Saved data entries:
BEGIN

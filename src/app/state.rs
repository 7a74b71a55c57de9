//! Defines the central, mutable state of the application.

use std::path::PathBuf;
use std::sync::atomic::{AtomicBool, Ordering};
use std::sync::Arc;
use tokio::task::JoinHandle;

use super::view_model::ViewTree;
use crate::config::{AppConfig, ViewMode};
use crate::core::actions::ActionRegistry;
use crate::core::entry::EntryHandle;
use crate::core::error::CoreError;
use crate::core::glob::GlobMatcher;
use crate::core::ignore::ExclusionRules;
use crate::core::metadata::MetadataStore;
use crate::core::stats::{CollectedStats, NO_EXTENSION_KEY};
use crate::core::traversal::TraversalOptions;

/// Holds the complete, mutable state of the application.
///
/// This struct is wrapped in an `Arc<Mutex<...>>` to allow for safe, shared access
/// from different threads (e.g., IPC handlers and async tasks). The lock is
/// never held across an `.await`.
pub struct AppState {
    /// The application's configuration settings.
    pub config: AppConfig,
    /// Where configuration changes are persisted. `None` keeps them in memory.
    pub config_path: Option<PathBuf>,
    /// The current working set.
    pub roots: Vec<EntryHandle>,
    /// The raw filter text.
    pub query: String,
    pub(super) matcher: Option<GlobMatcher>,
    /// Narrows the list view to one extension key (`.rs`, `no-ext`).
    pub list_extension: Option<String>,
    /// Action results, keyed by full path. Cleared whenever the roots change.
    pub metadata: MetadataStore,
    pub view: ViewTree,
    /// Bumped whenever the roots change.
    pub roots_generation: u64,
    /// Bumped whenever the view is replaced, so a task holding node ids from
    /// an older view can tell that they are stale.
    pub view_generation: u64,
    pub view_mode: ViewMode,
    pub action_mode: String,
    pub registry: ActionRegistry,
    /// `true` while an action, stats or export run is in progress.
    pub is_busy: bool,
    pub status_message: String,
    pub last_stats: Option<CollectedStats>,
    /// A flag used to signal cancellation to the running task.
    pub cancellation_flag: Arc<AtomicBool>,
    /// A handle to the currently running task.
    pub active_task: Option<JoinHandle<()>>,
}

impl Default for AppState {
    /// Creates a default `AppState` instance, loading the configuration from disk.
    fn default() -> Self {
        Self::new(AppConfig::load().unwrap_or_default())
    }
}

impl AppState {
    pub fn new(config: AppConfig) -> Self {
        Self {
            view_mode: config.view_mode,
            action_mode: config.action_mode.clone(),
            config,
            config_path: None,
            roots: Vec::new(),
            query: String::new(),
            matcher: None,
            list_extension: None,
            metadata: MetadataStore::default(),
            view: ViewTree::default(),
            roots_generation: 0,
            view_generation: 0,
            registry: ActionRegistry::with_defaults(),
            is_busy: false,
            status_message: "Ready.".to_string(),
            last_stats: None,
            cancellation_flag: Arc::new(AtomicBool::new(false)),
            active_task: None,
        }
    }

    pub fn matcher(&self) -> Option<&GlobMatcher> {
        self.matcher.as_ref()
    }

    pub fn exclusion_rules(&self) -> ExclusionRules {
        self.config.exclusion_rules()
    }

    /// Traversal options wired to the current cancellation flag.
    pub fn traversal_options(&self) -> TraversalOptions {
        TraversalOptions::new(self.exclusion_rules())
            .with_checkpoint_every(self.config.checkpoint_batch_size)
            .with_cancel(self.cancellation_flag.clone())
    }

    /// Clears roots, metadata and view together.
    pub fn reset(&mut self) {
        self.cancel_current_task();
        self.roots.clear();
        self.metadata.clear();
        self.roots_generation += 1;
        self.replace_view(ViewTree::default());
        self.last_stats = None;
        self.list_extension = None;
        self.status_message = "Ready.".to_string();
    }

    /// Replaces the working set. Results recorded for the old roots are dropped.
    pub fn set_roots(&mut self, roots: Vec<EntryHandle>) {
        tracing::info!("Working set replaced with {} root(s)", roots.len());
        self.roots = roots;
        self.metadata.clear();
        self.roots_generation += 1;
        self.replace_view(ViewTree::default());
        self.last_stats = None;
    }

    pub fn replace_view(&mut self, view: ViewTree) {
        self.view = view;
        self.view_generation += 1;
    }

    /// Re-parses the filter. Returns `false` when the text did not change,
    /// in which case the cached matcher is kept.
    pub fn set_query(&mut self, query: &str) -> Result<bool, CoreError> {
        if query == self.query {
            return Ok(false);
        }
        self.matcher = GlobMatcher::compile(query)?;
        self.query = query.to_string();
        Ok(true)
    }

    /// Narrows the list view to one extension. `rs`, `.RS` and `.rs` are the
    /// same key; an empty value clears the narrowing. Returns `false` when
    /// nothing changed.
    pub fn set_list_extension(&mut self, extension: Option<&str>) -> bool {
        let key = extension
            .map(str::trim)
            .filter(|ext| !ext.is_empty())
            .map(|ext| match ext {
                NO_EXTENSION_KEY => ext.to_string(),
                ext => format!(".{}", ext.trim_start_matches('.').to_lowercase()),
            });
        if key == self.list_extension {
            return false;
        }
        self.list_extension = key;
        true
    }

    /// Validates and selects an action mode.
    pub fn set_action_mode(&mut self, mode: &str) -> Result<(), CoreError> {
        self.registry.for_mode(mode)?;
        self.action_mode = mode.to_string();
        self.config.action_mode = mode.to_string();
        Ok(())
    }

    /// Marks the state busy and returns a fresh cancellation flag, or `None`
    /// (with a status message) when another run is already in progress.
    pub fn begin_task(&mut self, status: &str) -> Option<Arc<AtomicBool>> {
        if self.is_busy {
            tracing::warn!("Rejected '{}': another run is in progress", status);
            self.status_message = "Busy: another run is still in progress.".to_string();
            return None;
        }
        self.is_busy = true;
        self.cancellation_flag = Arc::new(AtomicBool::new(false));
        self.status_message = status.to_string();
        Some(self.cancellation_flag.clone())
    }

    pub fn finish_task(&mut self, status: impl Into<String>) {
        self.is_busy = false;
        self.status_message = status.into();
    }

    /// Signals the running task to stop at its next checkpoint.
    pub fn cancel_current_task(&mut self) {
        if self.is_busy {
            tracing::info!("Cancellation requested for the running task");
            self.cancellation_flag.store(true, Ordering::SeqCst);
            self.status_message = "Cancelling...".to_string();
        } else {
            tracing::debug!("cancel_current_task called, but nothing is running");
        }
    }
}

END

## Work order
The records above are to be written out again word for word.

## Task solution
filename src/app/state.rs
repository 7a74b71a55c57de9
//! Defines the central, mutable state of the application.

use std::path::PathBuf;
use std::sync::atomic::{AtomicBool, Ordering};
use std::sync::Arc;
use tokio::task::JoinHandle;

use super::view_model::ViewTree;
use crate::config::{AppConfig, ViewMode};
use crate::core::actions::ActionRegistry;
use crate::core::entry::EntryHandle;
use crate::core::error::CoreError;
use crate::core::glob::GlobMatcher;
use crate::core::ignore::ExclusionRules;
use crate::core::metadata::MetadataStore;
use crate::core::stats::{CollectedStats, NO_EXTENSION_KEY};
use crate::core::traversal::TraversalOptions;

/// Holds the complete, mutable state of the application.
///
/// This struct is wrapped in an `Arc<Mutex<...>>` to allow for safe, shared access
/// from different threads (e.g., IPC handlers and async tasks). The lock is
/// never held across an `.await`.
pub struct AppState {
    /// The application's configuration settings.
    pub config: AppConfig,
    /// Where configuration changes are persisted. `None` keeps them in memory.
    pub config_path: Option<PathBuf>,
    /// The current working set.
    pub roots: Vec<EntryHandle>,
    /// The raw filter text.
    pub query: String,
    pub(super) matcher: Option<GlobMatcher>,
    /// Narrows the list view to one extension key (`.rs`, `no-ext`).
    pub list_extension: Option<String>,
    /// Action results, keyed by full path. Cleared whenever the roots change.
    pub metadata: MetadataStore,
    pub view: ViewTree,
    /// Bumped whenever the roots change.
    pub roots_generation: u64,
    /// Bumped whenever the view is replaced, so a task holding node ids from
    /// an older view can tell that they are stale.
    pub view_generation: u64,
    pub view_mode: ViewMode,
    pub action_mode: String,
    pub registry: ActionRegistry,
    /// `true` while an action, stats or export run is in progress.
    pub is_busy: bool,
    pub status_message: String,
    pub last_stats: Option<CollectedStats>,
    /// A flag used to signal cancellation to the running task.
    pub cancellation_flag: Arc<AtomicBool>,
    /// A handle to the currently running task.
    pub active_task: Option<JoinHandle<()>>,
}

impl Default for AppState {
    /// Creates a default `AppState` instance, loading the configuration from disk.
    fn default() -> Self {
        Self::new(AppConfig::load().unwrap_or_default())
    }
}

impl AppState {
    pub fn new(config: AppConfig) -> Self {
        Self {
            view_mode: config.view_mode,
            action_mode: config.action_mode.clone(),
            config,
            config_path: None,
            roots: Vec::new(),
            query: String::new(),
            matcher: None,
            list_extension: None,
            metadata: MetadataStore::default(),
            view: ViewTree::default(),
            roots_generation: 0,
            view_generation: 0,
            registry: ActionRegistry::with_defaults(),
            is_busy: false,
            status_message: "Ready.".to_string(),
            last_stats: None,
            cancellation_flag: Arc::new(AtomicBool::new(false)),
            active_task: None,
        }
    }

    pub fn matcher(&self) -> Option<&GlobMatcher> {
        self.matcher.as_ref()
    }

    pub fn exclusion_rules(&self) -> ExclusionRules {
        self.config.exclusion_rules()
    }

    /// Traversal options wired to the current cancellation flag.
    pub fn traversal_options(&self) -> TraversalOptions {
        TraversalOptions::new(self.exclusion_rules())
            .with_checkpoint_every(self.config.checkpoint_batch_size)
            .with_cancel(self.cancellation_flag.clone())
    }

    /// Clears roots, metadata and view together.
    pub fn reset(&mut self) {
        self.cancel_current_task();
        self.roots.clear();
        self.metadata.clear();
        self.roots_generation += 1;
        self.replace_view(ViewTree::default());
        self.last_stats = None;
        self.list_extension = None;
        self.status_message = "Ready.".to_string();
    }

    /// Replaces the working set. Results recorded for the old roots are dropped.
    pub fn set_roots(&mut self, roots: Vec<EntryHandle>) {
        tracing::info!("Working set replaced with {} root(s)", roots.len());
        self.roots = roots;
        self.metadata.clear();
        self.roots_generation += 1;
        self.replace_view(ViewTree::default());
        self.last_stats = None;
    }

    pub fn replace_view(&mut self, view: ViewTree) {
        self.view = view;
        self.view_generation += 1;
    }

    /// Re-parses the filter. Returns `false` when the text did not change,
    /// in which case the cached matcher is kept.
    pub fn set_query(&mut self, query: &str) -> Result<bool, CoreError> {
        if query == self.query {
            return Ok(false);
        }
        self.matcher = GlobMatcher::compile(query)?;
        self.query = query.to_string();
        Ok(true)
    }

    /// Narrows the list view to one extension. `rs`, `.RS` and `.rs` are the
    /// same key; an empty value clears the narrowing. Returns `false` when
    /// nothing changed.
    pub fn set_list_extension(&mut self, extension: Option<&str>) -> bool {
        let key = extension
            .map(str::trim)
            .filter(|ext| !ext.is_empty())
            .map(|ext| match ext {
                NO_EXTENSION_KEY => ext.to_string(),
                ext => format!(".{}", ext.trim_start_matches('.').to_lowercase()),
            });
        if key == self.list_extension {
            return false;
        }
        self.list_extension = key;
        true
    }

    /// Validates and selects an action mode.
    pub fn set_action_mode(&mut self, mode: &str) -> Result<(), CoreError> {
        self.registry.for_mode(mode)?;
        self.action_mode = mode.to_string();
        self.config.action_mode = mode.to_string();
        Ok(())
    }

    /// Marks the state busy and returns a fresh cancellation flag, or `None`
    /// (with a status message) when another run is already in progress.
    pub fn begin_task(&mut self, status: &str) -> Option<Arc<AtomicBool>> {
        if self.is_busy {
            tracing::warn!("Rejected '{}': another run is in progress", status);
            self.status_message = "Busy: another run is still in progress.".to_string();
            return None;
        }
        self.is_busy = true;
        self.cancellation_flag = Arc::new(AtomicBool::new(false));
        self.status_message = status.to_string();
        Some(self.cancellation_flag.clone())
    }

    pub fn finish_task(&mut self, status: impl Into<String>) {
        self.is_busy = false;
        self.status_message = status.into();
    }

    /// Signals the running task to stop at its next checkpoint.
    pub fn cancel_current_task(&mut self) {
        if self.is_busy {
            tracing::info!("Cancellation requested for the running task");
            self.cancellation_flag.store(true, Ordering::SeqCst);
            self.status_message = "Cancelling...".to_string();
        } else {
            tracing::debug!("cancel_current_task called, but nothing is running");
        }
    }
}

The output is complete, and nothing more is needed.